LONDON, (Reuters): Looking as though she could barely be bothered to get off her chair, five-times former champion Venus Williams went out of Wimbledon’s opening round on Monday, thrashed 6-1 6-3 by Russian Elena Vesnina.
It was the former world number one’s earliest loss at Wimbledon since she went out in the opening round on her debut here in 1997 and, following her second-round defeat at Roland Garros last month, must raise questions about the American’s future in the game she has graced for a decade and a half.
At the age of 32, and trying to come back after being diagnosed with the autoimmune, fatigue-inducing illness Sjogren’s Syndrome, Venus looked a shadow of the woman who used to skip across Wimbledon’s grass slaying opponents at will.
She never recovered from a terrible start against doubles specialist Vesnina and lasted just 75 minutes on Court Two in a match she littered with unforced errors.

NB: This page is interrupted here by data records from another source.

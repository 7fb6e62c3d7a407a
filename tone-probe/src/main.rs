use std::io::{self, BufWriter, Write};
use std::path::PathBuf;

use anyhow::{bail, Context, Result};
use goertzel_tone::{EstimatorConfig, ToneEstimator, DEFAULT_HISTORY_CAPACITY};
use tracing::info;
use tracing_subscriber::{layer::SubscriberExt, util::SubscriberInitExt, EnvFilter};

use blocks::SampleBlocksExt;

mod adc;
mod audio;
mod blocks;

/// Classic DTMF block length at 8 kHz
const DEFAULT_BLOCK_SIZE: usize = 205;

const USAGE: &str = "Usage: tone-probe <path|-> <coeff> [block_size] [overlap] [history]";

#[derive(Debug, PartialEq)]
enum Source {
    /// ADC readings, one per line on stdin
    Stdin,
    /// Audio file decoded and downmixed to mono
    File(PathBuf),
}

#[derive(Debug, PartialEq)]
struct Args {
    source: Source,
    coeff: f32,
    block_size: usize,
    overlap: usize,
    config: EstimatorConfig,
}

impl Args {
    fn parse(args: &[String]) -> Result<Self> {
        let (source, coeff) = match args {
            [source, coeff, ..] => (source, coeff),
            _ => bail!("{USAGE}"),
        };
        if args.len() > 5 {
            bail!("{USAGE}");
        }

        let source = if source == "-" {
            Source::Stdin
        } else {
            Source::File(PathBuf::from(source))
        };
        let coeff = coeff
            .parse::<f32>()
            .with_context(|| format!("invalid coefficient {coeff:?}"))?;
        let block_size = optional_arg(args.get(2), "block size", DEFAULT_BLOCK_SIZE)?;
        let overlap = optional_arg(args.get(3), "overlap", 0)?;
        let history_capacity = optional_arg(args.get(4), "history", DEFAULT_HISTORY_CAPACITY)?;

        if block_size == 0 {
            bail!("block size must be greater than 0");
        }
        if overlap >= block_size {
            bail!("overlap {overlap} must be less than block size {block_size}");
        }
        let config = EstimatorConfig { history_capacity };
        config.validate()?;

        Ok(Self {
            source,
            coeff,
            block_size,
            overlap,
            config,
        })
    }
}

fn optional_arg(arg: Option<&String>, name: &str, default: usize) -> Result<usize> {
    arg.map_or(Ok(default), |value| {
        value
            .parse::<usize>()
            .with_context(|| format!("invalid {name} {value:?}"))
    })
}

fn read_samples(source: &Source) -> Result<Vec<f32>> {
    match source {
        Source::Stdin => adc::read_readings(io::stdin().lock()),
        Source::File(path) => audio::Decoder::new(path)
            .and_then(audio::Decoder::read_mono)
            .with_context(|| format!("failed to decode {path:?}")),
    }
}

/// Score every block and write `index, power, score` rows
fn run<W: Write>(args: &Args, samples: &[f32], out: &mut W) -> Result<usize> {
    let mut estimator = ToneEstimator::with_config(args.config)?;
    let mut count = 0;

    writeln!(out, "block\tpower\tscore")?;
    for (index, block) in samples.blocks(args.block_size, args.overlap).enumerate() {
        let estimate = estimator.estimate_detailed(&block, args.coeff);
        writeln!(out, "{index}\t{}\t{}", estimate.power, estimate.score)?;
        count += 1;
    }
    out.flush()?;

    Ok(count)
}

fn main() -> Result<()> {
    tracing_subscriber::registry()
        .with(EnvFilter::try_from_default_env().unwrap_or_else(|_| EnvFilter::new("info")))
        .with(
            tracing_subscriber::fmt::layer()
                .with_target(false)
                .with_writer(io::stderr),
        )
        .init();

    let args: Vec<String> = std::env::args().skip(1).collect();
    let args = Args::parse(&args)?;

    let samples = read_samples(&args.source)?;
    info!("Read {} samples from {:?}", samples.len(), args.source);

    let stdout = io::stdout();
    let mut out = BufWriter::new(stdout.lock());
    let blocks = run(&args, &samples, &mut out)?;
    info!("Scored {blocks} blocks of {} samples", args.block_size);

    Ok(())
}
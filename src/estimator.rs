//! Tone presence score: Goertzel block power normalized against the recent
//! power baseline.

use anyhow::Result;
use tracing::{debug, trace};

use crate::config::EstimatorConfig;
use crate::goertzel::block_power;
use crate::history::PowerHistory;

/// Relative deviation of `power` from the baseline `mean + std_dev`.
///
/// No guard against a zero baseline: `0 / 0` yields NaN and `x / 0` yields an
/// infinity, both handed back to the caller unchanged.
#[inline]
pub fn normalized_score(power: f32, mean: f32, std_dev: f32) -> f32 {
    power / (mean + std_dev) - 1.0
}

/// Everything computed by a single [`ToneEstimator::estimate_detailed`] call
#[derive(Debug, Clone, Copy, PartialEq)]
pub struct Estimate {
    /// Goertzel power of the block
    pub power: f32,
    /// Mean of the history after the power was recorded
    pub mean: f32,
    /// Population standard deviation of the history after the power was recorded
    pub std_dev: f32,
    /// `power / (mean + std_dev) - 1`
    pub score: f32,
}

impl Estimate {
    /// `false` when the score is NaN or infinite
    pub fn is_defined(&self) -> bool {
        self.score.is_finite()
    }
}

/// Single-bin tone detector with its own power history.
///
/// Example:
/// ```
/// use goertzel_tone::ToneEstimator;
///
/// let mut estimator = ToneEstimator::new();
/// // first block ever: history is [p, 0, 0, ...], mean = p / 32
/// let score = estimator.estimate(&[1.0; 20], 2.0);
/// assert!(score > 0.0);
/// assert_eq!(estimator.history().cursor(), 1);
/// ```
///
/// The estimator is not synchronized. Callers sharing one instance across
/// threads or interrupt contexts must serialize the calls themselves.
#[derive(Debug, Clone)]
pub struct ToneEstimator {
    history: PowerHistory,
}

impl ToneEstimator {
    /// Estimator with the default 32 slot history
    pub fn new() -> Self {
        Self {
            history: PowerHistory::new(crate::DEFAULT_HISTORY_CAPACITY),
        }
    }

    pub fn with_config(config: EstimatorConfig) -> Result<Self> {
        config.validate()?;
        Ok(Self {
            history: PowerHistory::new(config.history_capacity),
        })
    }

    pub fn history(&self) -> &PowerHistory {
        &self.history
    }

    /// Score of `samples` at the bin selected by `coeff`.
    ///
    /// Records the block power in the history as a side effect.
    pub fn estimate(&mut self, samples: &[f32], coeff: f32) -> f32 {
        self.estimate_detailed(samples, coeff).score
    }

    pub fn estimate_detailed(&mut self, samples: &[f32], coeff: f32) -> Estimate {
        let power = block_power(samples, coeff);
        self.history.push(power);

        let mean = self.history.mean();
        let std_dev = self.history.std_dev();
        if mean + std_dev == 0.0 {
            debug!("Zero power baseline, score is undefined");
        }
        let score = normalized_score(power, mean, std_dev);

        trace!(
            power,
            mean,
            std_dev,
            score,
            cursor = self.history.cursor(),
            "estimate"
        );

        Estimate {
            power,
            mean,
            std_dev,
            score,
        }
    }
}

impl Default for ToneEstimator {
    fn default() -> Self {
        Self::new()
    }
}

Almost every shot looked an effort for the tall American and at changeovers she walked slowly to and from her chair.
Though the fans applauded politely as Vesnina took point after point, most were rooting for Venus to show her old form but she obliged only in tiny flashes.
Perhaps buoyed up by a cry of “Come on Venus, we love you!” from a man in the crowd, she produced an ace and held to love for 3-5 in the second set but it was too little, too late and she succumbed to defeat in the following game.
Venus, who returned to the tour in March after seven months out with her illness, took umbrage at suggestions that she was struggling and might now think about retirement.
“There is no way I am just going to sit out just because I had a hard time the first five or six freaking tournaments back, that is just not me,” said the American, who failed to hold her serve during the opening set.
“I am tough, let me tell you, tough as nails.”